* THE INPUT:
--------------------------------
//! Core business logic for Gatepass.
//!
//! This crate contains pure business logic with ZERO web or database dependencies.
//! Token types, approval policy, the transition function and the service that
//! commits transitions through a storage seam all live here.
//!
//! # Modules
//!
//! - `token` - Token authorization workflow

pub mod token;
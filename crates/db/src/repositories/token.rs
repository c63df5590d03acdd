//! Token repository for database operations.
//!
//! Implements [`TokenStore`] on top of the `tokens` table. Every write after
//! creation is a conditional `UPDATE ... WHERE id = $1 AND status = $2`, so a
//! transition only commits if nobody moved the token since it was read.

use async_trait::async_trait;
use chrono::{DateTime, FixedOffset, Utc};
use sea_orm::{
    ActiveModelTrait, ActiveValue::NotSet, ColumnTrait, DatabaseConnection, DbBackend, DbErr,
    EntityTrait, FromQueryResult, QueryFilter, QueryOrder, Set, SqlErr, Statement,
};
use serde_json::Value as Json;
use tracing::debug;
use uuid::Uuid;

use crate::entities::tokens;
use gatepass_core::token::{
    ApprovalLevel, ApprovalRequirements, Cancellation, EvidenceRef, LevelApproval,
    LevelApprovals, Rejection, Token, TokenDetail, TokenError, TokenStatus, TokenStore,
    TokenType, ValidationRecord,
};

const NEXT_SEQUENCE_SQL: &str = r"
INSERT INTO token_sequences (year, last_value) VALUES ($1, 1)
ON CONFLICT (year) DO UPDATE SET last_value = token_sequences.last_value + 1
RETURNING last_value
";

#[derive(Debug, FromQueryResult)]
struct SequenceRow {
    last_value: i64,
}

/// Token repository backed by PostgreSQL.
#[derive(Debug, Clone)]
pub struct TokenRepository {
    db: DatabaseConnection,
}

impl TokenRepository {
    /// Creates a new token repository.
    #[must_use]
    pub const fn new(db: DatabaseConnection) -> Self {
        Self { db }
    }
}

fn storage(e: &DbErr) -> TokenError {
    TokenError::Storage(e.to_string())
}

#[async_trait]
impl TokenStore for TokenRepository {
    async fn insert(&self, token: &Token) -> Result<(), TokenError> {
        let active = to_active_model(token)?;
        active.insert(&self.db).await.map_err(|e| {
            if let Some(SqlErr::UniqueConstraintViolation(detail)) = e.sql_err() {
                TokenError::Storage(format!("duplicate token: {detail}"))
            } else {
                storage(&e)
            }
        })?;
        Ok(())
    }

    async fn find_by_id(&self, id: Uuid) -> Result<Option<Token>, TokenError> {
        tokens::Entity::find_by_id(id)
            .one(&self.db)
            .await
            .map_err(|e| storage(&e))?
            .map(to_domain)
            .transpose()
    }

    async fn find_by_code(&self, token_code: &str) -> Result<Option<Token>, TokenError> {
        tokens::Entity::find()
            .filter(tokens::Column::TokenCode.eq(token_code))
            .one(&self.db)
            .await
            .map_err(|e| storage(&e))?
            .map(to_domain)
            .transpose()
    }

    async fn compare_and_swap(
        &self,
        expected: TokenStatus,
        token: &Token,
    ) -> Result<bool, TokenError> {
        let mut active = to_active_model(token)?;
        active.id = NotSet;
        active.created_at = NotSet;

        let result = tokens::Entity::update_many()
            .set(active)
            .filter(tokens::Column::Id.eq(token.id))
            .filter(tokens::Column::Status.eq(expected.as_str()))
            .exec(&self.db)
            .await
            .map_err(|e| storage(&e))?;

        if result.rows_affected == 1 {
            return Ok(true);
        }

        // Zero rows: either the status moved or the row is gone.
        let exists = tokens::Entity::find_by_id(token.id)
            .one(&self.db)
            .await
            .map_err(|e| storage(&e))?
            .is_some();
        if exists {
            debug!(token_id = %token.id, expected = %expected, "status moved before write");
            Ok(false)
        } else {
            Err(TokenError::NotFound(token.id.to_string()))
        }
    }

    async fn list_by_status(
        &self,
        statuses: &[TokenStatus],
        types: Option<&[TokenType]>,
    ) -> Result<Vec<Token>, TokenError> {
        let mut query = tokens::Entity::find()
            .filter(tokens::Column::Status.is_in(statuses.iter().map(TokenStatus::as_str)));
        if let Some(types) = types {
            query = query.filter(tokens::Column::TokenType.is_in(types.iter().map(TokenType::as_str)));
        }

        query
            .order_by_desc(tokens::Column::CreatedAt)
            .all(&self.db)
            .await
            .map_err(|e| storage(&e))?
            .into_iter()
            .map(to_domain)
            .collect()
    }

    async fn list_expirable(&self, now: DateTime<Utc>) -> Result<Vec<Token>, TokenError> {
        tokens::Entity::find()
            .filter(
                tokens::Column::Status.is_in(TokenStatus::EXPIRABLE.iter().map(TokenStatus::as_str)),
            )
            .filter(tokens::Column::ValidUntil.lt(now))
            .order_by_asc(tokens::Column::ValidUntil)
            .all(&self.db)
            .await
            .map_err(|e| storage(&e))?
            .into_iter()
            .map(to_domain)
            .collect()
    }

    async fn next_display_sequence(&self, year: i32) -> Result<u64, TokenError> {
        let row = SequenceRow::find_by_statement(Statement::from_sql_and_values(
            DbBackend::Postgres,
            NEXT_SEQUENCE_SQL,
            [year.into()],
        ))
        .one(&self.db)
        .await
        .map_err(|e| storage(&e))?
        .ok_or_else(|| TokenError::Storage(format!("no display sequence returned for {year}")))?;

        u64::try_from(row.last_value)
            .map_err(|_| TokenError::Storage(format!("negative display sequence for {year}")))
    }
}

// ============================================================================
// Row conversion
// ============================================================================

fn corrupt(token_id: Uuid, what: impl std::fmt::Display) -> TokenError {
    TokenError::Storage(format!("token {token_id} has corrupt {what}"))
}

fn utc(value: DateTime<FixedOffset>) -> DateTime<Utc> {
    value.with_timezone(&Utc)
}

fn evidence_to_json(evidence: Option<&EvidenceRef>) -> Result<Option<Json>, TokenError> {
    evidence
        .map(serde_json::to_value)
        .transpose()
        .map_err(|e| TokenError::Storage(e.to_string()))
}

fn evidence_from_json(token_id: Uuid, value: Option<Json>) -> Result<Option<EvidenceRef>, TokenError> {
    value
        .map(serde_json::from_value)
        .transpose()
        .map_err(|e| corrupt(token_id, format!("evidence: {e}")))
}

/// Reassembles one approval slot from its five columns.
fn level_from_columns(
    token_id: Uuid,
    approved_at: Option<DateTime<FixedOffset>>,
    approved_by: Option<Uuid>,
    notes: Option<String>,
    signature: Option<Json>,
    photo: Option<Json>,
) -> Result<Option<LevelApproval>, TokenError> {
    match (approved_at, approved_by) {
        (Some(at), Some(by)) => Ok(Some(LevelApproval {
            approved_at: utc(at),
            approved_by: by,
            notes,
            signature: evidence_from_json(token_id, signature)?,
            photo: evidence_from_json(token_id, photo)?,
        })),
        (None, None) => Ok(None),
        _ => Err(corrupt(token_id, "approval columns")),
    }
}

/// Converts a database row to a domain token.
pub fn to_domain(model: tokens::Model) -> Result<Token, TokenError> {
    let id = model.id;
    let status = TokenStatus::parse(&model.status)
        .ok_or_else(|| corrupt(id, format!("status '{}'", model.status)))?;
    let detail: TokenDetail = serde_json::from_value(model.detail)
        .map_err(|e| corrupt(id, format!("detail: {e}")))?;
    if detail.token_type().as_str() != model.token_type {
        return Err(corrupt(id, format!("token_type '{}'", model.token_type)));
    }

    let approvals = LevelApprovals {
        level_1: level_from_columns(
            id,
            model.level_1_approved_at,
            model.level_1_approved_by,
            model.level_1_notes,
            model.level_1_signature,
            model.level_1_photo,
        )?,
        level_2: level_from_columns(
            id,
            model.level_2_approved_at,
            model.level_2_approved_by,
            model.level_2_notes,
            model.level_2_signature,
            model.level_2_photo,
        )?,
        level_3: level_from_columns(
            id,
            model.level_3_approved_at,
            model.level_3_approved_by,
            model.level_3_notes,
            model.level_3_signature,
            model.level_3_photo,
        )?,
    };

    let rejection = match (
        model.rejected_by,
        model.rejected_at,
        model.rejected_level,
        model.rejection_reason,
    ) {
        (Some(rejected_by), Some(at), Some(level), Some(reason)) => Some(Rejection {
            rejected_by,
            rejected_at: utc(at),
            level: u8::try_from(level)
                .ok()
                .and_then(ApprovalLevel::from_number)
                .ok_or_else(|| corrupt(id, format!("rejected_level {level}")))?,
            reason,
        }),
        (None, None, None, None) => None,
        _ => return Err(corrupt(id, "rejection columns")),
    };

    let cancellation = match (model.cancelled_by, model.cancelled_at) {
        (Some(cancelled_by), Some(at)) => Some(Cancellation {
            cancelled_by,
            cancelled_at: utc(at),
        }),
        (None, None) => None,
        _ => return Err(corrupt(id, "cancellation columns")),
    };

    let validation = match (model.validated_by, model.validated_at) {
        (Some(validated_by), Some(at)) => Some(ValidationRecord {
            validated_by,
            validated_at: utc(at),
            notes: model.validation_notes,
            signature: evidence_from_json(id, model.validation_signature)?,
            photo: evidence_from_json(id, model.validation_photo)?,
        }),
        (None, None) => None,
        _ => return Err(corrupt(id, "validation columns")),
    };

    Ok(Token {
        id,
        display_number: model.display_number,
        token_code: model.token_code,
        status,
        requester_id: model.requester_id,
        area: model.area,
        valid_from: utc(model.valid_from),
        valid_until: utc(model.valid_until),
        requirements: ApprovalRequirements::new(
            model.requires_level_1,
            model.requires_level_2,
            model.requires_level_3,
        ),
        approvals,
        rejection,
        cancellation,
        validation,
        expired_at: model.expired_at.map(utc),
        detail,
        created_at: utc(model.created_at),
        updated_at: utc(model.updated_at),
    })
}

/// Converts a domain token to a fully populated active model.
pub fn to_active_model(token: &Token) -> Result<tokens::ActiveModel, TokenError> {
    let detail =
        serde_json::to_value(&token.detail).map_err(|e| TokenError::Storage(e.to_string()))?;
    let [l1, l2, l3] = ApprovalLevel::ALL.map(|level| token.approvals.get(level));
    let rejection = token.rejection.as_ref();
    let cancellation = token.cancellation.as_ref();
    let validation = token.validation.as_ref();

    Ok(tokens::ActiveModel {
        id: Set(token.id),
        display_number: Set(token.display_number.clone()),
        token_code: Set(token.token_code.clone()),
        token_type: Set(token.token_type().as_str().to_string()),
        status: Set(token.status.as_str().to_string()),
        requester_id: Set(token.requester_id),
        area: Set(token.area.clone()),
        valid_from: Set(token.valid_from.into()),
        valid_until: Set(token.valid_until.into()),
        requires_level_1: Set(token.requirements.level_1),
        requires_level_2: Set(token.requirements.level_2),
        requires_level_3: Set(token.requirements.level_3),
        level_1_approved_at: Set(l1.map(|a| a.approved_at.into())),
        level_1_approved_by: Set(l1.map(|a| a.approved_by)),
        level_1_notes: Set(l1.and_then(|a| a.notes.clone())),
        level_1_signature: Set(evidence_to_json(l1.and_then(|a| a.signature.as_ref()))?),
        level_1_photo: Set(evidence_to_json(l1.and_then(|a| a.photo.as_ref()))?),
        level_2_approved_at: Set(l2.map(|a| a.approved_at.into())),
        level_2_approved_by: Set(l2.map(|a| a.approved_by)),
        level_2_notes: Set(l2.and_then(|a| a.notes.clone())),
        level_2_signature: Set(evidence_to_json(l2.and_then(|a| a.signature.as_ref()))?),
        level_2_photo: Set(evidence_to_json(l2.and_then(|a| a.photo.as_ref()))?),
        level_3_approved_at: Set(l3.map(|a| a.approved_at.into())),
        level_3_approved_by: Set(l3.map(|a| a.approved_by)),
        level_3_notes: Set(l3.and_then(|a| a.notes.clone())),
        level_3_signature: Set(evidence_to_json(l3.and_then(|a| a.signature.as_ref()))?),
        level_3_photo: Set(evidence_to_json(l3.and_then(|a| a.photo.as_ref()))?),
        rejected_by: Set(rejection.map(|r| r.rejected_by)),
        rejected_at: Set(rejection.map(|r| r.rejected_at.into())),
        rejected_level: Set(rejection.map(|r| i16::from(r.level.number()))),
        rejection_reason: Set(rejection.map(|r| r.reason.clone())),
        cancelled_by: Set(cancellation.map(|c| c.cancelled_by)),
        cancelled_at: Set(cancellation.map(|c| c.cancelled_at.into())),
        validated_by: Set(validation.map(|v| v.validated_by)),
        validated_at: Set(validation.map(|v| v.validated_at.into())),
        validation_notes: Set(validation.and_then(|v| v.notes.clone())),
        validation_signature: Set(evidence_to_json(validation.and_then(|v| v.signature.as_ref()))?),
        validation_photo: Set(evidence_to_json(validation.and_then(|v| v.photo.as_ref()))?),
        expired_at: Set(token.expired_at.map(Into::into)),
        detail: Set(detail),
        created_at: Set(token.created_at.into()),
        updated_at: Set(token.updated_at.into()),
    })
}
//! Shared fixtures for token unit tests.

use chrono::{DateTime, Duration, NaiveDate, NaiveTime, TimeZone, Utc};
use rust_decimal_macros::dec;
use uuid::Uuid;

use crate::token::actor::ActorContext;
use crate::token::machine::TokenStateMachine;
use crate::token::policy::PolicyTable;
use crate::token::types::{
    ApprovalLevel, EvidenceRef, ExitPassDetail, ExitPassItem, LevelApproval, LevelApprovals,
    OvertimeDetail, PermitDayDetail, PermitHourDetail, RateChangeDetail, ShiftChangeDetail,
    SubstitutionDetail, Token, TokenDetail, TokenStatus, TokenType, UniformDeliveryDetail,
    UniformItem,
};

pub fn window_start() -> DateTime<Utc> {
    Utc.with_ymd_and_hms(2026, 3, 2, 6, 0, 0).unwrap()
}

pub fn actor_with(permissions: &[&str]) -> ActorContext {
    ActorContext::new(Uuid::new_v4(), permissions.iter().copied(), false)
}

pub fn machine() -> TokenStateMachine {
    TokenStateMachine::new(&PolicyTable::standard().unwrap())
}

pub fn signature() -> EvidenceRef {
    EvidenceRef::new(format!("signatures/{}.png", Uuid::new_v4()), "image/png")
}

pub fn photo() -> EvidenceRef {
    EvidenceRef::new(format!("photos/{}.jpg", Uuid::new_v4()), "image/jpeg")
}

pub fn approved_level() -> LevelApproval {
    LevelApproval {
        approved_at: window_start(),
        approved_by: Uuid::new_v4(),
        notes: None,
        signature: None,
        photo: None,
    }
}

pub fn sample_detail(token_type: TokenType) -> TokenDetail {
    let date = NaiveDate::from_ymd_opt(2026, 3, 2).unwrap();
    match token_type {
        TokenType::PermitHour => TokenDetail::PermitHour(PermitHourDetail {
            date,
            start_time: NaiveTime::from_hms_opt(10, 0, 0).unwrap(),
            end_time: NaiveTime::from_hms_opt(12, 0, 0).unwrap(),
            reason: "Medical appointment".to_string(),
            with_pay: true,
        }),
        TokenType::PermitDay => TokenDetail::PermitDay(PermitDayDetail {
            start_date: date,
            end_date: date,
            reason: "Family matter".to_string(),
            with_pay: false,
        }),
        TokenType::ExitPass => TokenDetail::ExitPass(ExitPassDetail {
            items: vec![ExitPassItem {
                description: "Hand truck".to_string(),
                quantity: dec!(2),
                unit_value: dec!(150),
                requires_return: true,
            }],
            destination: "Cross-dock B".to_string(),
            vehicle_plate: Some("ABC-123".to_string()),
        }),
        TokenType::UniformDelivery => TokenDetail::UniformDelivery(UniformDeliveryDetail {
            items: vec![UniformItem {
                description: "Safety vest".to_string(),
                size: Some("L".to_string()),
                quantity: 2,
            }],
            delivery: Default::default(),
        }),
        TokenType::Substitution => TokenDetail::Substitution(SubstitutionDetail {
            substituted_personnel_id: Uuid::new_v4(),
            position: "Forklift operator".to_string(),
            date,
            shift: Some("night".to_string()),
        }),
        TokenType::RateChange => TokenDetail::RateChange(RateChangeDetail {
            position: "Picker".to_string(),
            current_rate: dec!(12.50),
            new_rate: dec!(13.75),
            effective_date: date,
        }),
        TokenType::Overtime => TokenDetail::Overtime(OvertimeDetail {
            date,
            hours: dec!(3),
            reason: "Peak season backlog".to_string(),
        }),
        TokenType::ShiftChange => TokenDetail::ShiftChange(ShiftChangeDetail {
            date,
            from_shift: "morning".to_string(),
            to_shift: "evening".to_string(),
            swap_with_personnel_id: None,
        }),
    }
}

/// A token of `token_type` in `status`, with the approvals that status implies.
pub fn sample_token(token_type: TokenType, status: TokenStatus) -> Token {
    let policy = PolicyTable::standard().unwrap();
    let detail = sample_detail(token_type);
    let requirements = policy.resolve_detail(&detail).requirements;

    let granted: Vec<ApprovalLevel> = match status {
        TokenStatus::PendingL1 | TokenStatus::PendingL2 | TokenStatus::PendingL3 => {
            let outstanding = status.outstanding_level().unwrap();
            requirements.levels().filter(|l| *l < outstanding).collect()
        }
        TokenStatus::Approved | TokenStatus::Used => requirements.levels().collect(),
        _ => Vec::new(),
    };
    let mut approvals = LevelApprovals::default();
    for level in granted {
        let grant = Some(approved_level());
        match level {
            ApprovalLevel::L1 => approvals.level_1 = grant,
            ApprovalLevel::L2 => approvals.level_2 = grant,
            ApprovalLevel::L3 => approvals.level_3 = grant,
        }
    }
    let start = window_start();
    Token {
        id: Uuid::new_v4(),
        display_number: "TK-2026-000001".to_string(),
        token_code: base64_url::encode(Uuid::new_v4().as_bytes()),
        status,
        requester_id: Uuid::new_v4(),
        area: None,
        valid_from: start,
        valid_until: start + Duration::hours(12),
        requirements,
        approvals,
        rejection: None,
        cancellation: None,
        validation: None,
        expired_at: None,
        detail,
        created_at: start - Duration::hours(1),
        updated_at: start - Duration::hours(1),
    }
}
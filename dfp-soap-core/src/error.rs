//! Error types for the protocol layer.

use crate::value::ValueKind;

/// Errors raised while building or converting tagged values.
#[derive(Clone, Debug, PartialEq, Eq, thiserror::Error)]
pub enum ValueError {
    /// A set contained elements of more than one value kind.
    #[error("set values must all be of the same kind: found {expected} and {found}")]
    HeterogeneousSetValue { expected: ValueKind, found: ValueKind },

    /// The `xsi:type` of a value element is not one of the known value kinds.
    #[error("unknown value type {0:?}")]
    UnknownType(String),

    /// A NumberValue whose text is not a decimal number.
    #[error("invalid number {0:?}")]
    InvalidNumber(String),

    /// Date components that do not form a calendar date.
    #[error("invalid date {year:04}-{month:02}-{day:02}")]
    InvalidDate { year: i32, month: u32, day: u32 },

    /// A time zone id that is not in the IANA database.
    #[error("unknown time zone {0:?}")]
    UnknownTimeZone(String),

    /// A datetime carrying only an offset, not a named zone.
    #[error("datetime {0} is not time zone aware")]
    ZoneUnaware(String),

    /// A wall-clock time skipped by a daylight-saving transition.
    #[error("local time {0} does not exist in time zone {1}")]
    NonexistentLocalTime(String, String),

    /// A value element was missing a component.
    #[error("malformed {kind}: {reason}")]
    Malformed { kind: ValueKind, reason: String },
}

/// Errors raised while composing a PQL statement.
#[derive(Clone, Debug, PartialEq, Eq, thiserror::Error)]
pub enum StatementError {
    #[error("a SELECT clause requires a FROM clause")]
    SelectWithoutFrom,

    #[error("a FROM clause requires a SELECT clause")]
    FromWithoutSelect,
}

/// Errors raised while reading or writing XML.
#[derive(Clone, Debug, PartialEq, Eq, thiserror::Error)]
pub enum XmlError {
    /// The document is not well formed.
    #[error("malformed xml: {0}")]
    Malformed(String),

    /// Serialization failed.
    #[error("xml write error: {0}")]
    Write(String),

    /// A required element is absent.
    #[error("missing element <{0}>")]
    MissingElement(String),

    /// The document is well formed but not shaped as expected.
    #[error("unexpected document: {0}")]
    Unexpected(String),
}
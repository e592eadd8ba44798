mod common;

use std::sync::Arc;

use axum::http::Method;
use common::{APPLICATION_NAME, Mock, NETWORK_CODE, TOKEN};
use dfp_soap_client::{ClientError, Element, GZIP_SUFFIX, InMemoryCache, LIBRARY_SIGNATURE};

#[tokio::test]
async fn test_call_sends_identification_headers() {
    let mock = Mock::default().start().await;
    let client = common::client();

    let network_service = client
        .get_service("NetworkService", Some("v202408"), Some(&mock.base))
        .await
        .unwrap();
    assert_eq!(network_service.service_name(), "NetworkService");
    assert_eq!(network_service.version(), "v202408");

    let network = network_service
        .call("getCurrentNetwork", vec![])
        .await
        .unwrap()
        .unwrap();
    assert_eq!(network.child_text("networkCode"), Some(NETWORK_CODE));
    assert_eq!(network.child_text("displayName"), Some("Mock & Co"));

    let requests = mock.requests();
    let post = requests.iter().find(|r| r.method == Method::POST).unwrap();
    assert_eq!(
        post.headers.get("authorization").unwrap(),
        &format!("Bearer {TOKEN}")
    );
    assert_eq!(post.headers.get("soapaction").unwrap(), "\"\"");
    assert!(
        post.headers
            .get("content-type")
            .unwrap()
            .to_str()
            .unwrap()
            .starts_with("text/xml")
    );

    let envelope = Element::parse(&post.body).unwrap();
    let header = envelope
        .child("Header")
        .and_then(|h| h.child("RequestHeader"))
        .unwrap();
    assert_eq!(header.child_text("networkCode"), Some(NETWORK_CODE));
    assert_eq!(
        header.child_text("applicationName"),
        Some(format!("{APPLICATION_NAME}{LIBRARY_SIGNATURE}").as_str())
    );
    assert_eq!(mock.soap_operations(), vec!["getCurrentNetwork"]);
}

#[tokio::test]
async fn test_unknown_operation_is_not_sent() {
    let mock = Mock::default().start().await;
    let client = common::client();
    let network_service = client
        .get_service("NetworkService", Some("v202408"), Some(&mock.base))
        .await
        .unwrap();

    let err = network_service
        .call("deleteEverything", vec![])
        .await
        .unwrap_err();
    match err {
        ClientError::UnknownOperation { service, operation } => {
            assert_eq!(service, "NetworkService");
            assert_eq!(operation, "deleteEverything");
        }
        other => panic!("expected UnknownOperation, got {other:?}"),
    }
    assert!(mock.soap_operations().is_empty());
}

#[tokio::test]
async fn test_fault_carries_api_errors() {
    let mock = Mock::default().start().await;
    let client = common::client();
    let network_service = client
        .get_service("NetworkService", Some("v202408"), Some(&mock.base))
        .await
        .unwrap();

    let err = network_service
        .call("makeTestNetwork", vec![])
        .await
        .unwrap_err();
    assert!(matches!(err, ClientError::Fault { .. }), "got {err:?}");
    assert!(err.to_string().contains("NETWORK_NOT_FOUND"));
    let errors = err.api_errors();
    assert_eq!(errors.len(), 1);
    assert_eq!(errors[0].reason.as_deref(), Some("NETWORK_NOT_FOUND"));
    assert_eq!(
        errors[0].error_string.as_deref(),
        Some("AuthenticationError.NETWORK_NOT_FOUND")
    );
}

#[tokio::test]
async fn test_unknown_service_in_known_version() {
    let mock = Mock::default().start().await;
    let client = common::client();

    let err = client
        .get_service("NoSuchService", Some("v202408"), Some(&mock.base))
        .await
        .unwrap_err();
    match err {
        ClientError::UnknownService { service, version, known } => {
            assert_eq!(service, "NoSuchService");
            assert_eq!(version, "v202408");
            assert!(known.iter().any(|s| s == "NetworkService"));
        }
        other => panic!("expected UnknownService, got {other:?}"),
    }
}

#[tokio::test]
async fn test_unknown_version() {
    let mock = Mock::default().start().await;
    let client = common::client();

    let err = client
        .get_service("NetworkService", Some("v199901"), Some(&mock.base))
        .await
        .unwrap_err();
    match err {
        ClientError::UnknownVersion { version, known } => {
            assert_eq!(version, "v199901");
            assert!(known.iter().any(|v| v == "v202408"));
        }
        other => panic!("expected UnknownVersion, got {other:?}"),
    }
}

#[tokio::test]
async fn test_catalogued_service_fetch_failure() {
    let mock = Mock::default().start().await;
    let client = common::client();

    // Catalogued, but the mock does not serve it.
    let err = client
        .get_service("ForecastService", Some("v202408"), Some(&mock.base))
        .await
        .unwrap_err();
    match err {
        ClientError::DescriptionFetchFailed { url, source } => {
            assert!(url.ends_with("/apis/ads/publisher/v202408/ForecastService?wsdl"));
            assert!(matches!(*source, ClientError::Http { status: 404, .. }));
        }
        other => panic!("expected DescriptionFetchFailed, got {other:?}"),
    }
}

#[tokio::test]
async fn test_cache_avoids_refetch() {
    let mock = Mock::default().start().await;
    let cache = Arc::new(InMemoryCache::new());
    let client = common::builder().cache(cache.clone()).build().unwrap();

    for _ in 0..2 {
        client
            .get_service("NetworkService", Some("v202408"), Some(&mock.base))
            .await
            .unwrap();
    }
    assert_eq!(mock.wsdl_fetches(), 1);
    assert_eq!(cache.len(), 1);

    // Failed fetches are not cached.
    let _ = client
        .get_service("ForecastService", Some("v202408"), Some(&mock.base))
        .await;
    assert_eq!(cache.len(), 1);
}

#[tokio::test]
async fn test_no_cache_fetches_every_time() {
    let mock = Mock::default().start().await;
    let client = common::client();
    for _ in 0..2 {
        client
            .get_service("NetworkService", Some("v202408"), Some(&mock.base))
            .await
            .unwrap();
    }
    assert_eq!(mock.wsdl_fetches(), 2);
}

#[tokio::test]
async fn test_compressed_responses() {
    let mock = Mock::default().start().await;
    let client = common::builder().enable_compression(true).build().unwrap();
    let network_service = client
        .get_service("NetworkService", Some("v202408"), Some(&mock.base))
        .await
        .unwrap();

    let network = network_service
        .call("getCurrentNetwork", vec![])
        .await
        .unwrap()
        .unwrap();
    assert_eq!(network.child_text("networkCode"), Some(NETWORK_CODE));

    let requests = mock.requests();
    let post = requests.iter().find(|r| r.method == Method::POST).unwrap();
    assert!(
        post.headers
            .get("accept-encoding")
            .unwrap()
            .to_str()
            .unwrap()
            .contains("gzip")
    );
    let envelope = Element::parse(&post.body).unwrap();
    let application_name = envelope
        .child("Header")
        .and_then(|h| h.child("RequestHeader"))
        .and_then(|h| h.child_text("applicationName"))
        .unwrap();
    assert!(application_name.ends_with(GZIP_SUFFIX));
}

#[tokio::test]
async fn test_custom_headers_on_every_request() {
    let mock = Mock::default().start().await;
    let client = common::builder()
        .custom_http_header("X-Trace", "abc")
        .build()
        .unwrap();
    let network_service = client
        .get_service("NetworkService", Some("v202408"), Some(&mock.base))
        .await
        .unwrap();
    network_service
        .call("getCurrentNetwork", vec![])
        .await
        .unwrap();

    let requests = mock.requests();
    assert_eq!(requests.len(), 2);
    for request in requests {
        assert_eq!(request.headers.get("x-trace").unwrap(), "abc");
    }
}

#[tokio::test]
async fn test_config_file_client() {
    let mock = Mock::default().start().await;
    let yaml = format!(
        "ad_manager:\n  application_name: {APPLICATION_NAME}\n  network_code: {NETWORK_CODE}\n  access_token: {TOKEN}\n"
    );
    let client = dfp_soap_client::DfpClient::load_from_str(&yaml).unwrap();
    assert_eq!(client.network_code(), Some(NETWORK_CODE));

    let network_service = client
        .get_service("NetworkService", Some("v202408"), Some(&mock.base))
        .await
        .unwrap();
    assert!(
        network_service
            .call("getCurrentNetwork", vec![])
            .await
            .unwrap()
            .is_some()
    );
}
--------------------------------
* YOUR ASSIGNMENT:
Each line that contains the string "exists" should be copied from the data above.

* WRITTEN SOLUTION:
        let exists = tokens::Entity::find_by_id(token.id)
        if exists {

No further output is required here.